Ce petit miracle vert est le fruit du travail de David Tranchecost, adjoint de la mairie chargé de l'embellissement. Il le cultive depuis des années. Les astuces sont nombreuses. Pour remplacer la pelouse complètement brûlée, la ville utilise du Kikuyu, un équivalent bien plus résistant et moins gourmand en eau. Pour remplacer les pots de fleurs, il a planifié l'installation de micro-forêts, de couvert végétal, de paillage et de plantes grimpantes sur les façades.

Pour les arbres, la ville qui pouvait accueillir des espèces plus fragiles a basculé vers des "essences méditerranéennes". Plus de 22.000 ont été plantés en l'espace de trois ans. À chaque décision, le mot d'ordre est le même, choisir des espèces plus résistantes et moins consommatrices d'eau. Ces changements ont un autre avantage, ils permettent de lutter contre les effets de halo de chaleur urbaine et de créer des zones naturellement plus fraîches, même au coeur d'une ville de pierre.

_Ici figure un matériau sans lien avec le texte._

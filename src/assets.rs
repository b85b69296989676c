//! Asset loading for the color and depth images.
//!
//! Both rasters are decoded up front and joined before any mesh is built; a
//! failed load surfaces as an error instead of a partially-initialized scene.

use crate::{
    depth::invert_depth,
    error::{Error, Result},
};
use image::RgbaImage;
use log::info;
use std::path::Path;

/// Decoded color and depth rasters for one photograph
pub struct ImagePair {
    /// RGB color image draped over the mesh
    pub color: RgbaImage,
    /// Depth map, polarity-corrected at load time
    pub depth: RgbaImage,
}

impl ImagePair {
    /// Load and decode both images, normalizing the depth raster
    pub fn load<P: AsRef<Path>>(color_path: P, depth_path: P) -> Result<Self> {
        let color = load_rgba(color_path.as_ref())?;
        let depth = load_rgba(depth_path.as_ref())?;

        info!(
            "Loaded image pair: color {}x{}, depth {}x{}",
            color.width(),
            color.height(),
            depth.width(),
            depth.height()
        );

        Self::from_rasters(color, depth)
    }

    /// Join already-decoded rasters, applying the depth normalization
    pub fn from_rasters(color: RgbaImage, mut depth: RgbaImage) -> Result<Self> {
        if color.width() == 0 || color.height() == 0 {
            return Err(Error::Asset("color image has zero dimensions".to_string()));
        }
        if depth.width() == 0 || depth.height() == 0 {
            return Err(Error::Asset("depth image has zero dimensions".to_string()));
        }

        invert_depth(&mut depth);

        Ok(Self { color, depth })
    }

    /// Width over height of the color image
    #[must_use]
    pub fn aspect_ratio(&self) -> f64 {
        f64::from(self.color.width()) / f64::from(self.color.height())
    }
}

fn load_rgba(path: &Path) -> Result<RgbaImage> {
    let image = image::open(path).map_err(|e| Error::Asset(format!("Failed to load {}: {e}", path.display())))?;
    Ok(image.to_rgba8())
}
//! HTTP API for the game tracker UI.
//!
//! # Endpoints
//!
//! ```text
//! GET    /health                          - Database health check
//! GET    /api/players                     - List players with withdrawals
//! POST   /api/players                     - Add a player            {"name"}
//! PUT    /api/players/{id}                - Rename / set returned   {"name"?, "finalAmount"?}
//! DELETE /api/players/{id}                - Remove a player
//! POST   /api/players/{id}/withdrawals    - Take cash from the bank {"amount"?, "addedBy"?}
//! GET    /api/food-expenses               - List shared expenses
//! POST   /api/food-expenses               - Add an expense          {"amount", "payerId", "consumerIds"}
//! DELETE /api/food-expenses/{id}          - Remove an expense
//! GET    /api/bank                        - Total taken vs returned
//! GET    /api/results                     - Summaries and settlements
//! ```
//!
//! Amounts are accepted as JSON numbers or decimal strings and always
//! returned as decimal strings (`"20.00"`).
//!
//! CORS is permissive: the UI is served from a different origin.

pub mod expenses;
pub mod players;
pub mod results;

use std::sync::Arc;

use axum::{
    extract::State,
    http::StatusCode,
    response::{IntoResponse, Json},
    routing::{delete, get, post, put},
    Router,
};
use serde::Serialize;
use serde_json::json;
use tower_http::cors::CorsLayer;
use tower_http::trace::TraceLayer;
use tracing::error;

use crate::application::{AppError, GameService};
use crate::domain::Cents;

/// Shared by every handler. Cloned per request.
#[derive(Clone)]
pub struct AppState {
    pub service: Arc<GameService>,
    /// Withdrawal amount used when a request doesn't name one
    pub default_buy_in_cents: Cents,
}

impl AppState {
    pub fn new(service: GameService, default_buy_in_cents: Cents) -> Self {
        Self {
            service: Arc::new(service),
            default_buy_in_cents,
        }
    }
}

#[derive(Debug, Serialize)]
pub struct ErrorResponse {
    pub error: String,
    pub kind: &'static str,
}

pub type ApiError = (StatusCode, Json<ErrorResponse>);
pub type ApiResult<T> = Result<T, ApiError>;

/// Map a service error to a status code and JSON body.
pub fn error_response(err: AppError) -> ApiError {
    let (status, kind) = match &err {
        AppError::InvalidAmount(_) => (StatusCode::BAD_REQUEST, "invalid_amount"),
        AppError::InvalidExpense(_) => (StatusCode::BAD_REQUEST, "invalid_expense"),
        AppError::InvalidName(_) => (StatusCode::BAD_REQUEST, "invalid_name"),
        AppError::PlayerNotFound(_) | AppError::ExpenseNotFound(_) => {
            (StatusCode::NOT_FOUND, "not_found")
        }
        AppError::PlayerAlreadyExists(_) => (StatusCode::CONFLICT, "already_exists"),
        AppError::PlayerHasExpenses { .. } => (StatusCode::CONFLICT, "player_in_use"),
        AppError::LedgerImbalance(_) => (StatusCode::UNPROCESSABLE_ENTITY, "ledger_imbalance"),
        AppError::Database(e) => {
            error!(error = %e, "request failed");
            (StatusCode::INTERNAL_SERVER_ERROR, "internal")
        }
    };

    (
        status,
        Json(ErrorResponse {
            error: err.to_string(),
            kind,
        }),
    )
}

/// Build the router with all endpoints and middleware.
pub fn create_router(state: AppState) -> Router {
    let api = Router::new()
        .route(
            "/players",
            get(players::list_players).post(players::create_player),
        )
        .route(
            "/players/{id}",
            put(players::update_player).delete(players::delete_player),
        )
        .route("/players/{id}/withdrawals", post(players::add_withdrawal))
        .route(
            "/food-expenses",
            get(expenses::list_expenses).post(expenses::create_expense),
        )
        .route("/food-expenses/{id}", delete(expenses::delete_expense))
        .route("/bank", get(results::bank_summary))
        .route("/results", get(results::compute_results));

    Router::new()
        .route("/health", get(health_check))
        .nest("/api", api)
        .layer(TraceLayer::new_for_http())
        .layer(CorsLayer::permissive())
        .with_state(state)
}

/// Serve the API until Ctrl-C.
pub async fn serve(state: AppState, bind: std::net::SocketAddr) -> anyhow::Result<()> {
    let listener = tokio::net::TcpListener::bind(bind).await?;
    tracing::info!(address = %listener.local_addr()?, "HTTP API listening");

    axum::serve(listener, create_router(state))
        .with_graceful_shutdown(async {
            let _ = tokio::signal::ctrl_c().await;
            tracing::info!("shutting down");
        })
        .await?;
    Ok(())
}

async fn health_check(State(state): State<AppState>) -> impl IntoResponse {
    let healthy = state.service.is_healthy().await;
    let status = if healthy {
        StatusCode::OK
    } else {
        StatusCode::SERVICE_UNAVAILABLE
    };
    (
        status,
        Json(json!({
            "status": if healthy { "healthy" } else { "unhealthy" },
            "database": healthy,
        })),
    )
}
mod balance;
mod expense;
mod ledger;
mod money;
mod player;
mod results;
mod settlement;
mod snapshot;

pub use balance::*;
pub use expense::*;
pub use ledger::*;
pub use money::*;
pub use player::*;
pub use results::*;
pub use settlement::*;
pub use snapshot::*;
async fn run_expense_command(service: &GameService, cmd: ExpenseCommands) -> Result<()> {
    let symbol = service.currency_symbol();
    match cmd {
        ExpenseCommands::Add {
            amount,
            payer,
            consumers,
            description,
        } => {
            let amount_cents = parse_amount(&amount)?;
            let payer = service.get_player(&payer).await?;
            let mut consumer_ids = Vec::with_capacity(consumers.len());
            for name in &consumers {
                consumer_ids.push(service.get_player(name).await?.id);
            }

            let info = service
                .add_expense(amount_cents, payer.id, &consumer_ids, description)
                .await?;
            println!(
                "Recorded expense: {} paid by {}, {} each for {} ({})",
                format_money(symbol, info.expense.amount_cents),
                info.payer_name,
                format_money(symbol, info.share_cents),
                info.consumer_names.join(", "),
                info.expense.id
            );
        }

        ExpenseCommands::List => {
            let expenses = service.list_expenses().await?;
            if expenses.is_empty() {
                println!("No food expenses.");
            } else {
                println!(
                    "{:<36} {:>10} {:<15} DESCRIPTION / CONSUMERS",
                    "ID", "AMOUNT", "PAYER"
                );
                println!("{}", "-".repeat(90));
                for info in &expenses {
                    let desc = info.expense.description.as_deref().unwrap_or("");
                    println!(
                        "{:<36} {:>10} {:<15} {} [{}]",
                        info.expense.id,
                        format_cents(info.expense.amount_cents),
                        truncate(&info.payer_name, 15),
                        truncate(desc, 20),
                        info.consumer_names.join(", ")
                    );
                }
            }
        }

        ExpenseCommands::Remove { id } => {
            let expense_id =
                Uuid::parse_str(&id).context("Invalid expense ID format (expected UUID)")?;
            let expense = service.delete_expense(expense_id).await?;
            println!(
                "Removed expense: {} ({})",
                format_money(symbol, expense.amount_cents),
                expense.id
            );
        }
    }
    Ok(())
}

"Et dire que pendant des années on a ouvert le robinet sans se poser la moindre question. Maintenant, on doit s'adapter à la réalité de la situation", relève David Tranchecost.

Technologie et nature

Face à la sécheresse, pour espérer garder ses espaces verts, des solutions naturelles existent. Comme à Perpignan, il est possible d'opter pour des plantes coriaces. Mais il n'est pas pour autant question de mettre à l'amende ses spécificités locales. En Alsace, le géranium conserve sa place. "Un géranium peut très bien survivre s’il n’a pas d’eau pendant 3 ou 4 jours par exemple", comme l'a expliqué à BFMTV Fabien Junger, adjoint au maire chargé du fleurissement dans la commune d'Oberhaslach dans le Bas-Rhin.

Les alternatives locales sont nombreuses. À Vesoul (Haute-Saône), on utilise l'eau des piscines pour nettoyer les rues. Les liquides contenus dans celles-ci sont d'abord laissés au repos le temps que le chlore soit évacué. D'une manière générale, les communes sont ennuyées par le manque de cadre sur les "eaux grises", celles qui ont été légèrement polluées, comme après une douche. Les particuliers, eux, sont généralement invités à s'en servir pour leurs plantes personnelles.

"On peut également s'appuyer sur les nouvelles technologies", ajoute le directeur du CNVVF. Des solutions qui permettent par exemple de n'arroser qu'au goutte-à-goutte, ce qui sert à diminuer de 50% ou plus la consommation d'eau. Certaines villes font aussi usage de boîtiers qui permettent de mesurer en temps réel le taux d'hydratation de leurs plantes, la pluviométrie, et donc de n'arroser que lorsqu'absolument nécessaire. Côté astuces, les villes ne semblent pas être à sec.